Shimizu K, Maruyama I, Iijima S, Tsukada K
Biochim Biophys Acta. 1986 Sep 4;883(2):293-8. doi: 10.1016/0304-4165(86)90321-1.
S-Adenosylmethionine (AdoMet) synthetase alpha and beta were purified to homogeneity, as judged by SDS-polyacrylamide gel electrophoresis from rat liver. When the purified enzymes were applied onto Sephacryl S-200, each synthetase was eluted together with a tripolyphosphatase. The activities of these isozymes in synthesizing AdoMet and in hydrolyzing tripolyphosphate decreased in parallel with increasing amounts of rabbit anti-(beta-form) IgG. The activity of the beta-form isozyme was markedly stimulated by the addition of tripolyphosphate, whereas that of the alpha-form isozyme was inhibited. The tripolyphosphatase activity of both the alpha- and the beta-form was markedly stimulated by the addition of AdoMet. The tripolyphosphatases of each isozyme showed some other similar properties.
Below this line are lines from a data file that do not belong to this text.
use eframe::egui;
use smart_test::TestApp;

fn main() -> eframe::Result<()> {
    pretty_env_logger::init();

    let options = eframe::NativeOptions {
        viewport: egui::ViewportBuilder::default().with_inner_size([600.0, 700.0]),
        ..Default::default()
    };

    eframe::run_native(
        "Smart Test Portal",
        options,
        Box::new(|cc| {
            // Restaura las preferencias de la última ejecución si las hay
            let app = cc
                .storage
                .and_then(|storage| eframe::get_value::<TestApp>(storage, eframe::APP_KEY))
                .unwrap_or_default();
            Ok(Box::new(app))
        }),
    )
}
通过SDS-聚丙烯酰胺凝胶电泳判断,从大鼠肝脏中纯化出了α和β两种形式的S-腺苷甲硫氨酸(AdoMet)合成酶,且均达到了同质纯。将纯化后的酶应用于Sephacryl S-200时,每种合成酶都与一种三聚磷酸酶一起被洗脱。随着兔抗(β型)IgG量的增加,这些同工酶在合成AdoMet和水解三聚磷酸方面的活性平行下降。添加三聚磷酸可显著刺激β型同工酶的活性,而α型同工酶的活性则受到抑制。添加AdoMet可显著刺激α型和β型的三聚磷酸酶活性。每种同工酶的三聚磷酸酶表现出一些其他相似的特性。